What to produce ::
Pull every line of the entries that has the word "Option".

[Start of Attachment]

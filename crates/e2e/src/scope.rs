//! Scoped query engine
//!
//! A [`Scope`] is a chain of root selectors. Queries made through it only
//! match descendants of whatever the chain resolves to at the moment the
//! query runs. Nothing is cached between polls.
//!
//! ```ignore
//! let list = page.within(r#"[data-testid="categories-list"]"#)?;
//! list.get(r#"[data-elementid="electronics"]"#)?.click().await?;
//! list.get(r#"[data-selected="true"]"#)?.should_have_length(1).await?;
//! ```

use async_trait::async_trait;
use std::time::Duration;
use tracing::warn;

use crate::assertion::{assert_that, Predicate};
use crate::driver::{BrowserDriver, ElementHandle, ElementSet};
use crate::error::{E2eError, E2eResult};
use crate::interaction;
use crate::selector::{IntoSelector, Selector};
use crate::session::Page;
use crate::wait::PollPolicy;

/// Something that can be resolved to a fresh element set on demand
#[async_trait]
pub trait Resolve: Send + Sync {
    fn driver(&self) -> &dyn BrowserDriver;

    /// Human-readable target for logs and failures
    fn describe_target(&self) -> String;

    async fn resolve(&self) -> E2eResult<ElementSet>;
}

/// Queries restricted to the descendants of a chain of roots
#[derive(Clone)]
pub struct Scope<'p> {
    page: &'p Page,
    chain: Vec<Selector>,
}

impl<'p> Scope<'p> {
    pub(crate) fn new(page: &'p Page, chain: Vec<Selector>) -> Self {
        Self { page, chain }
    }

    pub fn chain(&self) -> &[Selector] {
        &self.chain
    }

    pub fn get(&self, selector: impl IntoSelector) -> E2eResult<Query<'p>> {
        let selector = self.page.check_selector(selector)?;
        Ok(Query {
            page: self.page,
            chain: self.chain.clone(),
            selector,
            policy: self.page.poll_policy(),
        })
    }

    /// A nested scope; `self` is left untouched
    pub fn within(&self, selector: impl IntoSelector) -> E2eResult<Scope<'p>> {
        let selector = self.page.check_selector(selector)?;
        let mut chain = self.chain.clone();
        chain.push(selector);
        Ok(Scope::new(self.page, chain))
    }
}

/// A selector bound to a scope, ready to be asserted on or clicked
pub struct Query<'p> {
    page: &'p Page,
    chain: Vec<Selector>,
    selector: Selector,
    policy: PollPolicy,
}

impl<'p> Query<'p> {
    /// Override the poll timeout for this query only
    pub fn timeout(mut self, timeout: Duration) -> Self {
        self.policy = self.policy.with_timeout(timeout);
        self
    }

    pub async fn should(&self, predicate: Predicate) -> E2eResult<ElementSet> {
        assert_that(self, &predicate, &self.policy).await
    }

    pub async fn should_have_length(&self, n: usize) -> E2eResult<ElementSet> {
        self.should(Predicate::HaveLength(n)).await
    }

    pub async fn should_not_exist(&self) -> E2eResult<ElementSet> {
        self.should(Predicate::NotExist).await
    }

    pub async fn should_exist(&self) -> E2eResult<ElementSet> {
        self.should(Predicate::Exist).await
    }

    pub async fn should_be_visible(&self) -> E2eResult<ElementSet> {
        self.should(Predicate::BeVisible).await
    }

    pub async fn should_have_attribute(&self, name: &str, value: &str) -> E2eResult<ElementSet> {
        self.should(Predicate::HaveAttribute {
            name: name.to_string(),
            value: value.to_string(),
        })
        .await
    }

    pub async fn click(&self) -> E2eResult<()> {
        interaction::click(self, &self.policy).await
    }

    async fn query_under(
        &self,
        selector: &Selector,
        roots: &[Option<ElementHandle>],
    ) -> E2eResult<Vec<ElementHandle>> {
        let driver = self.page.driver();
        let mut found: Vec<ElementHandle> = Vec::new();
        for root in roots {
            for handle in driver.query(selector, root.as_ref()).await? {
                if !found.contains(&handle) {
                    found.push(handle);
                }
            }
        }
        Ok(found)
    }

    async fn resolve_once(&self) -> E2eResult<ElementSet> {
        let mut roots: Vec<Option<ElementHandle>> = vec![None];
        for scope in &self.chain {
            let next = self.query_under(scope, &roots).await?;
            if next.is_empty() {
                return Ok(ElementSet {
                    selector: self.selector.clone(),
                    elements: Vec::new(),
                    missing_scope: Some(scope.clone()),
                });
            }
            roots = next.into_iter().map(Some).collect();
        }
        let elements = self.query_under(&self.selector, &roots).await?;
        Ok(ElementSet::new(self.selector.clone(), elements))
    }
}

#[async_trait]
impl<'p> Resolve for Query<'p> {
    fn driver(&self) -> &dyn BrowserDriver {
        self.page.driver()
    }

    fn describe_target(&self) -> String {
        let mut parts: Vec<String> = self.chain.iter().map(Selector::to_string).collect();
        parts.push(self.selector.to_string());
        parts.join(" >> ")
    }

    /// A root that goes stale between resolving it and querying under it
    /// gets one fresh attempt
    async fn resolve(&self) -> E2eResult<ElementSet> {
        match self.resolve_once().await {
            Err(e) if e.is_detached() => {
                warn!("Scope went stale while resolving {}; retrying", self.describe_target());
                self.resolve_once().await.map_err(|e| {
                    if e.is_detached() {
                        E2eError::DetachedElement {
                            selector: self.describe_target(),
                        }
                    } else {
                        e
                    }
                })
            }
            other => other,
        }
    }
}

[End of Attachment]
[Start of Attachment]

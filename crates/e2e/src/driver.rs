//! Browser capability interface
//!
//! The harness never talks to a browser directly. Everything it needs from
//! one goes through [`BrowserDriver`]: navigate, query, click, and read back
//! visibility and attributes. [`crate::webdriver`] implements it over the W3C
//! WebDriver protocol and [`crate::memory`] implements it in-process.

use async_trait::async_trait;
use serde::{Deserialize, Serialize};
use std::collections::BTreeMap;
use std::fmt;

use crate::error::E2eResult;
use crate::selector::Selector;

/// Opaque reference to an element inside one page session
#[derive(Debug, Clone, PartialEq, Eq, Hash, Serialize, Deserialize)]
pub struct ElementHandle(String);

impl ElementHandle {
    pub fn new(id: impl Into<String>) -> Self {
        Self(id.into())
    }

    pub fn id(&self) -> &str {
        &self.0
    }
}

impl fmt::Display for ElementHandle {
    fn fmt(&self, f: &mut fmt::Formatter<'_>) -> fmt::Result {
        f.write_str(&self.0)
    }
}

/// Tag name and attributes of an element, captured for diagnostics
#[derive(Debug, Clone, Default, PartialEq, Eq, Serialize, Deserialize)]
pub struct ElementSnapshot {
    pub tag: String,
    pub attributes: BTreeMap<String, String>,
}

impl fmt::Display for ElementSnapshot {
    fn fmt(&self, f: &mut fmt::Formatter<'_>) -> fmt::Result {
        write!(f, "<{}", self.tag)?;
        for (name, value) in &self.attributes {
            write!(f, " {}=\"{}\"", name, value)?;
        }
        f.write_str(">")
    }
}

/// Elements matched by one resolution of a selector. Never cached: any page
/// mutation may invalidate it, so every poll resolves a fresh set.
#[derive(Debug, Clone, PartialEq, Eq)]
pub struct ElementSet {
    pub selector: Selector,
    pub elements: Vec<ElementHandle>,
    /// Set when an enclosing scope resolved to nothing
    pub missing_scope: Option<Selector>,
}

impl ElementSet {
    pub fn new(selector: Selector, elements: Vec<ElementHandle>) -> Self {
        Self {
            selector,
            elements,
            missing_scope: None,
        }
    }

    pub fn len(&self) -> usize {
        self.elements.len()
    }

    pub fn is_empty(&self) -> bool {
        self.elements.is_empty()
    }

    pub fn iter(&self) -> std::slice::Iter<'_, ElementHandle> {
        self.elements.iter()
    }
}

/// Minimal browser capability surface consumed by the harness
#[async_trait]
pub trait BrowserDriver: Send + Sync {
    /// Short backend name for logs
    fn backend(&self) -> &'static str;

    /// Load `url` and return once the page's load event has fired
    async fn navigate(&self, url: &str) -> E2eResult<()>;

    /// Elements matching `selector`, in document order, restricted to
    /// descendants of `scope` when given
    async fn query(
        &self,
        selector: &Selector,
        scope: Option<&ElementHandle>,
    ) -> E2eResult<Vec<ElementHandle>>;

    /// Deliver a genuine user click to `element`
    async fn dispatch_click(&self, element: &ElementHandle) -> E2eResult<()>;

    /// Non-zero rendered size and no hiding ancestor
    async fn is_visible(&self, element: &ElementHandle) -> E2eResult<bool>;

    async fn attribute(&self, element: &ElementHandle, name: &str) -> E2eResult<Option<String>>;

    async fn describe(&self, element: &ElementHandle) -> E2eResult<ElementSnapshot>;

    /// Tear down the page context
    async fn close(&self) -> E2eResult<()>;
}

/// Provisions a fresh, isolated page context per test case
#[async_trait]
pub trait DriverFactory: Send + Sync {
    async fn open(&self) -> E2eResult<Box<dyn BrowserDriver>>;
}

[End of Attachment]

Answer to this task ::
        roots: &[Option<ElementHandle>],
        let mut roots: Vec<Option<ElementHandle>> = vec![None];
    pub missing_scope: Option<Selector>,
        scope: Option<&ElementHandle>,
    async fn attribute(&self, element: &ElementHandle, name: &str) -> E2eResult<Option<String>>;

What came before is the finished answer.